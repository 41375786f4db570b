//! # ferrous-locator
//!
//! A runtime service locator: register values, factories and constructor
//! functions under their type (optionally under a name), then resolve them
//! one at a time, all at once, by name, or as a name-keyed map.
//!
//! ## Features
//!
//! - **Two lifetimes**: static registrations run their factory at most once
//!   and memoize the outcome; per-request registrations run it every time
//! - **Named registrations**: several implementations of one type, looked up
//!   by name or collected into a map
//! - **Trait objects**: register and resolve `dyn Trait` directly
//! - **Invocation**: call any function whose parameters the container can
//!   supply, including sequences, maps and a variadic tail
//! - **Field injection**: fill the declared fields of an existing value
//!
//! ## Quick Start
//!
//! ```rust
//! use ferrous_locator::{Container, Lifetime, Resolver, with_lifetime, with_name};
//! use std::sync::Arc;
//!
//! trait Store: Send + Sync {
//!     fn kind(&self) -> &'static str;
//! }
//!
//! struct Memory;
//! impl Store for Memory {
//!     fn kind(&self) -> &'static str { "memory" }
//! }
//!
//! struct Disk;
//! impl Store for Disk {
//!     fn kind(&self) -> &'static str { "disk" }
//! }
//!
//! let mut container = Container::new();
//! container.register_instance::<dyn Store>(Arc::new(Memory), &[with_name("memory")]);
//! container.register_dynamic::<dyn Store, _>(
//!     |_| Ok(Arc::new(Disk)),
//!     &[with_name("disk"), with_lifetime(Lifetime::Static)],
//! );
//!
//! assert_eq!(container.get_named::<dyn Store>("disk").unwrap().kind(), "disk");
//! assert_eq!(container.get_map::<dyn Store>().unwrap().len(), 2);
//! ```
//!
//! ## Invocation
//!
//! ```rust
//! use ferrous_locator::{invoke, Container};
//! use std::collections::HashMap;
//! use std::sync::Arc;
//!
//! let mut container = Container::new();
//! container.register_instance(Arc::new(2u64), &[ferrous_locator::with_name("two")]);
//! container.register_instance(Arc::new(3u64), &[ferrous_locator::with_name("three")]);
//!
//! let total = invoke(&container, |values: HashMap<String, Arc<u64>>| {
//!     Arc::new(values.values().map(|v| **v).sum::<u64>())
//! })
//! .unwrap();
//! assert_eq!(*total, 5);
//! ```

pub mod container;
pub mod error;
pub mod inject;
pub mod instance;
pub mod invoke;
pub mod key;
pub mod lifetime;
pub mod observer;
pub mod options;
pub mod traits;

mod registration;

pub use container::{Container, ContainerBuilder};
pub use error::{BoxError, DiError, DiResult};
pub use inject::{inject, Injectable, InjectionPoints};
pub use instance::Instance;
pub use invoke::{
    bind, invoke, Argument, Arguments, Callable, Outcome, ParamDescriptor, ParamKind, Parameter, Rest,
    ReturnShape, ReturnSlot, Signature,
};
pub use key::{key_of, TypeKey};
pub use lifetime::Lifetime;
pub use observer::{DiObserver, LoggingObserver};
pub use options::{with_lifetime, with_name, RegistrationOption, RegistrationOptions};
pub use registration::Factory;
pub use traits::{Resolver, ResolverCore};

pub use indexmap::IndexMap;
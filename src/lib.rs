pub mod chrome;
pub mod config;
pub mod download;
pub mod error;
pub mod label;
pub mod materialize;
pub mod output;
pub mod scroll;
pub mod session;
pub mod types;
pub mod walker;

#[cfg(test)]
mod testing;

pub use chrome::ChromeSession;
pub use config::{DepthLimit, DownloadConfig, FlattenConfig, ScrollSettings, UiSelectors};
pub use download::{DownloadPlan, DownloadReport, Downloader, RetryConfig};
pub use error::{FlattenError, Result};
pub use label::{parse_label, RowLabel};
pub use materialize::{ChildSet, Materializer, PageContext};
pub use output::{read_tree, write_tree};
pub use scroll::{ScrollDriver, ScrollOutcome, ScrollStrategy};
pub use session::BrowserSession;
pub use types::{Item, ItemKind, ItemTree, NodeId, VisitState};
pub use walker::{TreeWalker, WalkReport};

---*---

**ASSIGNMENT**
Give back the whole listing exactly as it reads.

**COMPLETED EXERCISE**
repository 41375786f4db570b
//! # ferrous-locator
//!
//! A runtime service locator: register values, factories and constructor
//! functions under their type (optionally under a name), then resolve them
//! one at a time, all at once, by name, or as a name-keyed map.
//!
//! ## Features
//!
//! - **Two lifetimes**: static registrations run their factory at most once
//!   and memoize the outcome; per-request registrations run it every time
//! - **Named registrations**: several implementations of one type, looked up
//!   by name or collected into a map
//! - **Trait objects**: register and resolve `dyn Trait` directly
//! - **Invocation**: call any function whose parameters the container can
//!   supply, including sequences, maps and a variadic tail
//! - **Field injection**: fill the declared fields of an existing value
//!
//! ## Quick Start
//!
//! ```rust
//! use ferrous_locator::{Container, Lifetime, Resolver, with_lifetime, with_name};
//! use std::sync::Arc;
//!
//! trait Store: Send + Sync {
//!     fn kind(&self) -> &'static str;
//! }
//!
//! struct Memory;
//! impl Store for Memory {
//!     fn kind(&self) -> &'static str { "memory" }
//! }
//!
//! struct Disk;
//! impl Store for Disk {
//!     fn kind(&self) -> &'static str { "disk" }
//! }
//!
//! let mut container = Container::new();
//! container.register_instance::<dyn Store>(Arc::new(Memory), &[with_name("memory")]);
//! container.register_dynamic::<dyn Store, _>(
//!     |_| Ok(Arc::new(Disk)),
//!     &[with_name("disk"), with_lifetime(Lifetime::Static)],
//! );
//!
//! assert_eq!(container.get_named::<dyn Store>("disk").unwrap().kind(), "disk");
//! assert_eq!(container.get_map::<dyn Store>().unwrap().len(), 2);
//! ```
//!
//! ## Invocation
//!
//! ```rust
//! use ferrous_locator::{invoke, Container};
//! use std::collections::HashMap;
//! use std::sync::Arc;
//!
//! let mut container = Container::new();
//! container.register_instance(Arc::new(2u64), &[ferrous_locator::with_name("two")]);
//! container.register_instance(Arc::new(3u64), &[ferrous_locator::with_name("three")]);
//!
//! let total = invoke(&container, |values: HashMap<String, Arc<u64>>| {
//!     Arc::new(values.values().map(|v| **v).sum::<u64>())
//! })
//! .unwrap();
//! assert_eq!(*total, 5);
//! ```

pub mod container;
pub mod error;
pub mod inject;
pub mod instance;
pub mod invoke;
pub mod key;
pub mod lifetime;
pub mod observer;
pub mod options;
pub mod traits;

mod registration;

pub use container::{Container, ContainerBuilder};
pub use error::{BoxError, DiError, DiResult};
pub use inject::{inject, Injectable, InjectionPoints};
pub use instance::Instance;
pub use invoke::{
    bind, invoke, Argument, Arguments, Callable, Outcome, ParamDescriptor, ParamKind, Parameter, Rest,
    ReturnShape, ReturnSlot, Signature,
};
pub use key::{key_of, TypeKey};
pub use lifetime::Lifetime;
pub use observer::{DiObserver, LoggingObserver};
pub use options::{with_lifetime, with_name, RegistrationOption, RegistrationOptions};
pub use registration::Factory;
pub use traits::{Resolver, ResolverCore};

pub use indexmap::IndexMap;
filename src/lib.rs
pub mod chrome;
pub mod config;
pub mod download;
pub mod error;
pub mod label;
pub mod materialize;
pub mod output;
pub mod scroll;
pub mod session;
pub mod types;
pub mod walker;

#[cfg(test)]
mod testing;

pub use chrome::ChromeSession;
pub use config::{DepthLimit, DownloadConfig, FlattenConfig, ScrollSettings, UiSelectors};
pub use download::{DownloadPlan, DownloadReport, Downloader, RetryConfig};
pub use error::{FlattenError, Result};
pub use label::{parse_label, RowLabel};
pub use materialize::{ChildSet, Materializer, PageContext};
pub use output::{read_tree, write_tree};
pub use scroll::{ScrollDriver, ScrollOutcome, ScrollStrategy};
pub use session::BrowserSession;
pub use types::{Item, ItemKind, ItemTree, NodeId, VisitState};
pub use walker::{TreeWalker, WalkReport};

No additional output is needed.